» RECORDS PROVIDED:
· · · · ·
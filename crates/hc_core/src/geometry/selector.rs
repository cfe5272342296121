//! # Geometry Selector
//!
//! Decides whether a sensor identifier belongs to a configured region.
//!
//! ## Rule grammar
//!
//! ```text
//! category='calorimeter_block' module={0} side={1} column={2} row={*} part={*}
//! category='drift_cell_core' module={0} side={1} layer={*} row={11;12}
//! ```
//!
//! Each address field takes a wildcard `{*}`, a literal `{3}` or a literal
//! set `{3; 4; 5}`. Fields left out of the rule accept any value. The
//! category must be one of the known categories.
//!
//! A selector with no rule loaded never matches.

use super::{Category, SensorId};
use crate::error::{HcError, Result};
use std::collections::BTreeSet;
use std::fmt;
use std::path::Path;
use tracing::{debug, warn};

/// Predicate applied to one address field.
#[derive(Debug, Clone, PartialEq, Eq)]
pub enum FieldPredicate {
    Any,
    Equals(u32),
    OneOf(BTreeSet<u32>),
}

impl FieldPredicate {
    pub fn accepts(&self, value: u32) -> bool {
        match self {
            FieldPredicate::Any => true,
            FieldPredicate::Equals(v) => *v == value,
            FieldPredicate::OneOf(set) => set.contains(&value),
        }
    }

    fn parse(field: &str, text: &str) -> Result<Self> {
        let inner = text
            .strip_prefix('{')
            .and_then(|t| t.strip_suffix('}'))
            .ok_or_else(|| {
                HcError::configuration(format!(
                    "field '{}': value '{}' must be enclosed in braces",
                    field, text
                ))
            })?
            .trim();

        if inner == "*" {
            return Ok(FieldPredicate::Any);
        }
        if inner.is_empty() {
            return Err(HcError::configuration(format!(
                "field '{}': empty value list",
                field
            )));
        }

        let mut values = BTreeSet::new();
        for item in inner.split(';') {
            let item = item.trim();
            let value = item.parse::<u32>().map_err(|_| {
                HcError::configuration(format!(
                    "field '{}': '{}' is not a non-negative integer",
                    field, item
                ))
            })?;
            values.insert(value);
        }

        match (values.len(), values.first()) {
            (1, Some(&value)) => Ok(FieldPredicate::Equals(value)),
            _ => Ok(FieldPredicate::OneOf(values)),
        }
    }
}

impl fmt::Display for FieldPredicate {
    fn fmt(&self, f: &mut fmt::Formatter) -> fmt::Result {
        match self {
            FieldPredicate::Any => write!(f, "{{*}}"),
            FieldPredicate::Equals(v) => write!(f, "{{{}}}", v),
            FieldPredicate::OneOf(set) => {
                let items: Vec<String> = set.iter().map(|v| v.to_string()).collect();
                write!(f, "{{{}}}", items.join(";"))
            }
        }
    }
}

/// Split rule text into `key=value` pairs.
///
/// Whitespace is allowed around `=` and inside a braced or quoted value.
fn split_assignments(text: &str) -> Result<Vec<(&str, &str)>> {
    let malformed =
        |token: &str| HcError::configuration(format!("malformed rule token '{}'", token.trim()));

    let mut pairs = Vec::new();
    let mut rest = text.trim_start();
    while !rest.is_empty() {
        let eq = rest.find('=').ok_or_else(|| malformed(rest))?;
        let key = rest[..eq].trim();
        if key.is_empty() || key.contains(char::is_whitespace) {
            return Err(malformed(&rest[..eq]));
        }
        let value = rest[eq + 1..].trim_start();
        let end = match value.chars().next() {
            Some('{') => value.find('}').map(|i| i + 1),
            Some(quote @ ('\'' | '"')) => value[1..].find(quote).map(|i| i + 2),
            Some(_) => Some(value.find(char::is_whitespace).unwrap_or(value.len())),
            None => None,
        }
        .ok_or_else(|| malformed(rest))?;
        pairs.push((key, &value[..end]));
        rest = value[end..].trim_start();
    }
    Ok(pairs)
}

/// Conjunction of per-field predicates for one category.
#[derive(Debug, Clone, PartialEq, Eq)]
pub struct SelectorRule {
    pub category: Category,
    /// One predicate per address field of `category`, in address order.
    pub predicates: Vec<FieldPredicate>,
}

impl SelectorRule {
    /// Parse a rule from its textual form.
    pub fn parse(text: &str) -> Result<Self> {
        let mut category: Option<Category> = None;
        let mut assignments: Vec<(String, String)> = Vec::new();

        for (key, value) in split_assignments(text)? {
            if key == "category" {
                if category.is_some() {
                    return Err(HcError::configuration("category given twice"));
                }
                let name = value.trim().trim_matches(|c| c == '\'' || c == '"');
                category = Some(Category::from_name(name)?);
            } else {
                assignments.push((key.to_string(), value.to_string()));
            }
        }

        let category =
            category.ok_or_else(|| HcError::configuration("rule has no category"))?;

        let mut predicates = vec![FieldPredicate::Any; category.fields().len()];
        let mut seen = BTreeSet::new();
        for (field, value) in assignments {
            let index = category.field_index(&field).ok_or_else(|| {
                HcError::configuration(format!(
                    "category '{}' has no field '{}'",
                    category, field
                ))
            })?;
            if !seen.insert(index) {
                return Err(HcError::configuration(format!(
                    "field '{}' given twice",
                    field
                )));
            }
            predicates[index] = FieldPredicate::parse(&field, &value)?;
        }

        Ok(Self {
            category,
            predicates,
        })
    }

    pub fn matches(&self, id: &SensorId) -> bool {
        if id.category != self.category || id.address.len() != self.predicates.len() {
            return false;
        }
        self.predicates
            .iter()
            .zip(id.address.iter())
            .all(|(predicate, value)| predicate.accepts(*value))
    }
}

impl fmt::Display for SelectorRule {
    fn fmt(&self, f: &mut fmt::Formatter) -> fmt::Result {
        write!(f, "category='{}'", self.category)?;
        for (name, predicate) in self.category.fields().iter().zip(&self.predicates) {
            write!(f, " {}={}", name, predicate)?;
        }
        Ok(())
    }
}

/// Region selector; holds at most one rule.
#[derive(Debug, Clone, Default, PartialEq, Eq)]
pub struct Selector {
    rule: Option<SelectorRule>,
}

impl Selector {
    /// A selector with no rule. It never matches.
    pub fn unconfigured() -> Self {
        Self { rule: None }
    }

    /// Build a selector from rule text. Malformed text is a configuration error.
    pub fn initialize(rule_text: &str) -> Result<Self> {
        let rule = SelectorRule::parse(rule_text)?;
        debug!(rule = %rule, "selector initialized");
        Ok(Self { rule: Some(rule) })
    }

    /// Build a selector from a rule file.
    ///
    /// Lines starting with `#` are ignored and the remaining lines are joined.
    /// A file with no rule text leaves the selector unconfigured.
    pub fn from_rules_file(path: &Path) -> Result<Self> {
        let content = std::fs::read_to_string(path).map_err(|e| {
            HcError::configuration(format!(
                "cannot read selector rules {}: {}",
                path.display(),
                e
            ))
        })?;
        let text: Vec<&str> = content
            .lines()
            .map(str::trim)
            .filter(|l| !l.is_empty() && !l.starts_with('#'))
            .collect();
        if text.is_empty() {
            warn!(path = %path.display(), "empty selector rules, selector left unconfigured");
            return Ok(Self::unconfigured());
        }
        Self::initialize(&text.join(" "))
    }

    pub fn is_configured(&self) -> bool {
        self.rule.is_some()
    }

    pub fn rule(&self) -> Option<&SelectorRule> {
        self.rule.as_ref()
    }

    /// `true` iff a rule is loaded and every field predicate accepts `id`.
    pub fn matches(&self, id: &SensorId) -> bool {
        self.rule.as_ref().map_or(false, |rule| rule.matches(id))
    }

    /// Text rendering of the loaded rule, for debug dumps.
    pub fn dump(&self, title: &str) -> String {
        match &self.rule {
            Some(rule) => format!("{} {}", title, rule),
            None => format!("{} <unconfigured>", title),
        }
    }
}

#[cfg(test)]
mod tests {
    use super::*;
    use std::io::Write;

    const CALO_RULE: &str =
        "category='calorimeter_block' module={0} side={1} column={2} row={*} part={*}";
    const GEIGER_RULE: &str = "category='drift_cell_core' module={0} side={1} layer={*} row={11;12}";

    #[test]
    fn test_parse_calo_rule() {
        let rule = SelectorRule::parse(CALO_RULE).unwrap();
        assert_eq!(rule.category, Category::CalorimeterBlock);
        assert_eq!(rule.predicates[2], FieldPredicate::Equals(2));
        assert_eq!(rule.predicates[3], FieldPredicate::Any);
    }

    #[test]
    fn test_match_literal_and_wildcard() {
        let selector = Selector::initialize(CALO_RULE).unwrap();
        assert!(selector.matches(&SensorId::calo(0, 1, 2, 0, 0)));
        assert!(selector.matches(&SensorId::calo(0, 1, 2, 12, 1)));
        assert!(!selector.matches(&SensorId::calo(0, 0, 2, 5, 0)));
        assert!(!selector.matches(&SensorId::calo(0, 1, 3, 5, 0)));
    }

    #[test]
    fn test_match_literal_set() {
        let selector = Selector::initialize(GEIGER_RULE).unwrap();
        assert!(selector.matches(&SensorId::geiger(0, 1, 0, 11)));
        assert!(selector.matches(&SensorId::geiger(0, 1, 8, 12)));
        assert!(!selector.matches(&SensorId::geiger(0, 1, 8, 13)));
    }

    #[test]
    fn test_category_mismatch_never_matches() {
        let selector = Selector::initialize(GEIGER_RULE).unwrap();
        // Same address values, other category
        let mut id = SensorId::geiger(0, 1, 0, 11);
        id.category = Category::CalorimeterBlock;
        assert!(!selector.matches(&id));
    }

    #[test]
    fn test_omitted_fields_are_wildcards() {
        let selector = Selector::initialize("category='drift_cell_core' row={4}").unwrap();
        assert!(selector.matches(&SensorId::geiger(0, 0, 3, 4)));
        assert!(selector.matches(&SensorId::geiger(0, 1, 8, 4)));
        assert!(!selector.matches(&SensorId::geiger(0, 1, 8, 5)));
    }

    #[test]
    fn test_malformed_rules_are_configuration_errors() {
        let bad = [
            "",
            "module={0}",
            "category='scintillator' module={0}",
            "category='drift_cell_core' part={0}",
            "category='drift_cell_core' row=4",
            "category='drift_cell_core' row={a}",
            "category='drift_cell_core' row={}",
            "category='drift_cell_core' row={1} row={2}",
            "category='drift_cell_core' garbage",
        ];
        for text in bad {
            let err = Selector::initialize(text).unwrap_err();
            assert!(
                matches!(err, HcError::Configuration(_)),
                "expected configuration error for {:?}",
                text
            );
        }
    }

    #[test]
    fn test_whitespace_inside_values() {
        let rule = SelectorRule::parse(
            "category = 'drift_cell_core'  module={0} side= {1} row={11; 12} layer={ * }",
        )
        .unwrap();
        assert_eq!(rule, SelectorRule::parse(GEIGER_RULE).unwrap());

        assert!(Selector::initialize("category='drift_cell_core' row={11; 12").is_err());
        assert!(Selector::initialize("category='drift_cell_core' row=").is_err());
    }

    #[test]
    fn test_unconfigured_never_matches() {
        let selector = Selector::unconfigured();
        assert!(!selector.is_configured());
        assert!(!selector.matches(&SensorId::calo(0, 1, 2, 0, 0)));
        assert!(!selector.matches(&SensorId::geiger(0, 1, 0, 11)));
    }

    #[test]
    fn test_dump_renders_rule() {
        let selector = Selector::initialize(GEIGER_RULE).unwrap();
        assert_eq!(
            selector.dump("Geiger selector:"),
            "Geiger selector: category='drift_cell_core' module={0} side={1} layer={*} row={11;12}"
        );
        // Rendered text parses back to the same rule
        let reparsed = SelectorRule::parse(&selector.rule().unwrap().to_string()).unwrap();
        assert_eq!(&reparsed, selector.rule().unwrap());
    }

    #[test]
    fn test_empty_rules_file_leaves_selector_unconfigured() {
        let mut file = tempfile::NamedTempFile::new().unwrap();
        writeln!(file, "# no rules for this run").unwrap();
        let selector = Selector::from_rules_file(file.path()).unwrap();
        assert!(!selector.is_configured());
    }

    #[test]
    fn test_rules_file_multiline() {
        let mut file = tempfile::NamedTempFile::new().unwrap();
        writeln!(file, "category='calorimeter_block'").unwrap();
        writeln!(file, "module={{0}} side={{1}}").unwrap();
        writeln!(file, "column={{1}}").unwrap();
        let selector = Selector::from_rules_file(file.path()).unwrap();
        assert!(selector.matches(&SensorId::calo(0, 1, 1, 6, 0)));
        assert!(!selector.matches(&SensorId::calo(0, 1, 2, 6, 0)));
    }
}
· · · · ·
» WHAT IS BEING ASKED:
What is needed is each line from the records with the word "lines" in it.

» TASK RESPONSE:
    /// Lines starting with `#` are ignored and the remaining lines are joined.
            .lines()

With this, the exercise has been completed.